But by the late 1920s, the infamous automobile tycoon Henry Ford set out to break the back of this rubbery monopoly. His hundreds of thousands of new cars needed millions of tires, which were very expensive to produce when buying raw materials from the established rubber lords. To that end, he established Fordlândia, a tiny piece of America which was transplanted into the Amazon rain forest for a single purpose: to create the largest rubber plantation on the planet. Though enormously ambitious, the project was ultimately a fantastic failure.
In the year 1929, Ford hired a native Brazilian named Villares to survey the Amazon for a suitable location to host the massive undertaking. Brazil seemed the ideal choice considering that the trees in question were native to the region, and the rubber harvest could be shipped to the tire factories in the US by land rather than by sea. On Villares' advice, Ford purchased a 25,000 square kilometer tract of land along the Amazon river, and immediately began to develop the area. A barge-toting steamer arrived with earth-moving equipment, a pile driver, tractors, stump pullers, a locomotive, ice-making machines, and prefabricated buildings. Workers began erecting a rubber processing plant as the surrounding area was razed of vegetation.

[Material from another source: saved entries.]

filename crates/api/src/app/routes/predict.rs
use axum::{
    Json,
    extract::{Extension, Path},
    http::StatusCode,
    response::IntoResponse,
};

use crate::app::{SharedService, errors};

/// `GET /predict/{material}`: an unknown material maps to 404, never to a
/// placeholder estimate.
pub async fn predict_usage(
    Extension(service): Extension<SharedService>,
    Path(material): Path<String>,
) -> axum::response::Response {
    match service.predict_usage(&material) {
        Ok(prediction) => (StatusCode::OK, Json(prediction)).into_response(),
        Err(e) => errors::domain_error_to_response(e),
    }
}
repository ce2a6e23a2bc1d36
use axum::{Json, response::IntoResponse};

pub async fn health() -> impl IntoResponse {
    Json(serde_json::json!({ "status": "ok" }))
}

A typical Fordlandia house
Scores of Ford employees were relocated to the site, and over the first few months an American-as-apple-pie community sprung up from what was once a jungle wilderness. It included a power plant, a modern hospital, a library, a golf course, a hotel, and rows of white clapboard houses with wicker patio furniture. As the town's population grew, all manner of businesses followed, including tailors, shops, bakeries, butcher shops, restaurants, and shoemakers. It grew into a thriving community with Model T Fords frequenting the neatly paved streets.
Outside of the residential area, long rows of freshly-planted saplings soon dotted the landscape. Ford chose not to employ any botanists in the development of Fordlândia's rubber tree fields, instead relying on the cleverness of company engineers. Having no prior knowledge of rubber-raising, the engineers made their best guess, and planted about two hundred trees per acre despite the fact that there were only about seven wild rubber trees per acre in the Amazon jungle. The plantations of East Asia were packed with flourishing trees, so it seemed reasonable to assume that the trees' native land would be just as accommodating.
Henry Ford's miniature America in the jungle attracted a slew of workers. Local laborers were offered a wage of thirty-seven cents a day to work on the fields of Fordlândia, which was about double the normal rate for that line of work. But Ford's effort to transplant America-- what he called "the healthy lifestyle"-- was not limited to American buildings, but also included mandatory "American" lifestyle and values. The plantation's cafeterias were self-serve, which was not the local custom, and they provided only American fare such as hamburgers. Workers had to live in American-style houses, and they were each assigned a number which they had to wear on a badge-- the cost of which was deducted from their first paycheck. Brazilian laborers were also required to attend squeaky-clean American festivities on weekends, such as poetry readings, square-dancing, and English-language sing-alongs.
One of the more jarring cultural differences was Henry Ford's mini-prohibition. Alcohol was strictly forbidden inside Fordlândia, even within the workers' homes, on pain of immediate termination.
Fordlandia's barren fields
This led some industrious locals to establish businesses-of-ill-repute beyond the outskirts of town, allowing workers to exchange their generous pay for the comforts of rum and women.
While the community struggled along month-to-month with its disgruntled workforce, it was also faced with a rubber dilemma. The tiny saplings weren't growing at all. The hilly terrain hemorrhaged all of its topsoil, leaving infertile, rocky soil behind. Those trees which were able to survive into arbor adolescence were soon stricken with a leaf blight that ate away the leaves and left the trees stunted and useless. Ford's managers battled the fungus heroically, but they were not armed with the necessary knowledge of horticulture, and their efforts proved futile.